Men’s style has often been defined by an understated supporting role at red carpet events; a legacy that break-away looks like athleisure and streetwear only enhance in comparison. So does men’s fashion matter – or more pertinentently – when a man is dressed properly, is he being fashionable at all?
Of course, men love dressing up as much as any woman, but – it could be argued – proper men’s style starts and ends with the suit, who’s purpose is not to steal the room like a woman’s knockout one-piece can.
Of course a sense of colour, proportion and cut can add gravity to any man’s entrance, while options like length of the jacket and cuff, shoulder silhouette and accompanying shirt/shoes reveal a lot about the sensibility of the wearer.

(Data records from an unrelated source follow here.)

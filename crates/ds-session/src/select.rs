//! Replica selection.
//!
//! Replicas on a local interface are probed one at a time before anything
//! else, since local failures are immediate. All remaining candidates race:
//! each gets its own probe task and the first one that answers and meets
//! policy wins. Losers are aborted when the winner is chosen or the race
//! budget runs out.

use std::fmt;
use std::sync::Arc;

use ds_spi::DirectorySession;
use tokio::task::JoinSet;
use tokio::time::{timeout, timeout_at, Instant};
use tracing::{debug, trace};

use crate::node::NodeConfig;
use crate::replica::ReplicaInfo;

/// A probed session and the replica it reached.
pub struct Selected {
    /// Connected, unbound session.
    pub session: Box<dyn DirectorySession>,
    /// Replica the session is connected to.
    pub replica: Arc<ReplicaInfo>,
}

impl fmt::Debug for Selected {
    fn fmt(&self, f: &mut fmt::Formatter<'_>) -> fmt::Result {
        f.debug_struct("Selected")
            .field("replica", self.replica.endpoint())
            .finish_non_exhaustive()
    }
}

type ProbeOutcome = (Arc<ReplicaInfo>, Option<Box<dyn DirectorySession>>);

impl NodeConfig {
    /// Finds a connectable replica that meets the node's security policy.
    ///
    /// `current` is tried first when it still qualifies. With
    /// `force_check` every reachable replica is re-verified, including ones
    /// whose last verification failed. When nothing qualifies every probed
    /// replica is marked failed and, for read searches, the node is flagged
    /// unavailable.
    pub async fn find_suitable_replica(
        &self,
        current: Option<&Arc<ReplicaInfo>>,
        force_check: bool,
        want_writeable: bool,
    ) -> Option<Selected> {
        let open_close = self.settings().open_close_timeout();
        let transport = Arc::clone(&self.services().transport);

        if self.is_local_socket() {
            let replica = self.replicas().into_iter().next()?;
            let session = replica.probe(transport.as_ref(), open_close, force_check).await;
            return match session {
                Some(session) => {
                    self.set_available(true);
                    Some(Selected { session, replica })
                }
                None => {
                    replica.mark_failed();
                    if !want_writeable {
                        self.set_available(false);
                    }
                    None
                }
            };
        }

        let mut replicas = self.replicas();
        if replicas.is_empty() && self.settings().primary_server().is_some() {
            replicas = self.rebuild_replicas(None).await;
        }

        let qualifies = |replica: &ReplicaInfo| !want_writeable || replica.supports_writes();
        let mut probed: Vec<Arc<ReplicaInfo>> = Vec::new();

        // The bound replica comes first.
        if let Some(current) = current.filter(|r| qualifies(r) && self.contains_replica(r)) {
            if let Some(session) = self
                .probe_one(current, open_close, force_check)
                .await
            {
                self.set_available(true);
                return Some(Selected {
                    session,
                    replica: Arc::clone(current),
                });
            }
            probed.push(Arc::clone(current));
        }

        // Local interfaces, synchronously.
        let resolver = Arc::clone(&self.services().resolver);
        let mut remote = Vec::new();
        for replica in replicas {
            if !qualifies(&replica) || probed.iter().any(|p| Arc::ptr_eq(p, &replica)) {
                continue;
            }
            let is_local = replica
                .endpoint()
                .socket_addr()
                .is_some_and(|addr| resolver.is_local(&addr.ip()));
            if !is_local {
                remote.push(replica);
                continue;
            }
            let budget = self.race().local_probe_timeout();
            if let Some(session) = self.probe_one(&replica, budget, force_check).await {
                trace!(node = %self.name(), replica = %replica.endpoint(), "selected local replica");
                self.set_available(true);
                return Some(Selected { session, replica });
            }
            probed.push(replica);
        }

        // Everything else races.
        let candidates: Vec<Arc<ReplicaInfo>> = remote
            .into_iter()
            .filter(|r| r.is_reachable() && (force_check || r.should_attempt_check()))
            .take(self.race().max_candidates)
            .collect();

        if !candidates.is_empty() {
            probed.extend(candidates.iter().cloned());
            if let Some(selected) = self.race_candidates(candidates, force_check).await {
                self.set_available(true);
                return Some(selected);
            }
        }

        for replica in &probed {
            replica.mark_failed();
        }
        if !want_writeable {
            self.set_available(false);
        }
        debug!(node = %self.name(), probed = probed.len(), want_writeable, "no suitable replica");
        None
    }

    /// Probes one replica and keeps the session only if it complies.
    async fn probe_one(
        &self,
        replica: &Arc<ReplicaInfo>,
        budget: std::time::Duration,
        force_check: bool,
    ) -> Option<Box<dyn DirectorySession>> {
        let transport = self.services().transport.as_ref();
        let mut session = timeout(budget, replica.probe(transport, budget, force_check))
            .await
            .ok()
            .flatten()?;
        if self.complies(replica) {
            return Some(session);
        }
        debug!(node = %self.name(), replica = %replica.endpoint(), "replica does not meet security policy");
        let _ = session.unbind().await;
        None
    }

    async fn race_candidates(
        &self,
        candidates: Vec<Arc<ReplicaInfo>>,
        force_check: bool,
    ) -> Option<Selected> {
        let open_close = self.settings().open_close_timeout();
        let deadline = Instant::now() + self.race().budget(open_close);
        let mut probes: JoinSet<ProbeOutcome> = JoinSet::new();

        for replica in candidates {
            let transport = Arc::clone(&self.services().transport);
            probes.spawn(async move {
                let session = timeout(
                    open_close,
                    replica.probe(transport.as_ref(), open_close, force_check),
                )
                .await
                .ok()
                .flatten();
                (replica, session)
            });
        }

        let mut winner = None;
        loop {
            match timeout_at(deadline, probes.join_next()).await {
                Ok(Some(Ok((replica, Some(mut session))))) => {
                    if self.complies(&replica) {
                        trace!(node = %self.name(), replica = %replica.endpoint(), "replica won race");
                        winner = Some(Selected { session, replica });
                        break;
                    }
                    debug!(node = %self.name(), replica = %replica.endpoint(), "responder does not meet security policy");
                    let _ = session.unbind().await;
                }
                Ok(Some(Ok((_, None)))) => {}
                Ok(Some(Err(e))) => debug!(node = %self.name(), error = %e, "probe task failed"),
                Ok(None) => break,
                Err(_) => {
                    debug!(node = %self.name(), "race budget exhausted");
                    break;
                }
            }
        }

        probes.abort_all();
        winner
    }
}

The metrosexual revolution of the early 00s – a healthy reaction to dress down Friday’s – has promoted (re) attention to detail on multiple levels, aided by a broadening of man’s sexual/social identity that means once frowned-upon takes are – if not common place – then at least part of a more daring palette.
But men’s fashion should be about inviting those with good eyes to take a look rather than playing the peacock. When dressed properly, men can use timeless standards to add colour, culturally influenced twists (sportswear and streetwear are the go-tos and modern menswear also incorporates various ethnic elements) that invite curosity and admiration (not that any self-respecting man is looking fir either).
Todd Snyder (below) has used a standard single-breasted slim suit template. The effectiveness of the look comes from the shirt’s chest and neck area – a frame for the face that is experimentally but effectively colour co-ordinated with the base. Easy and inexpensive to get right and to adapt.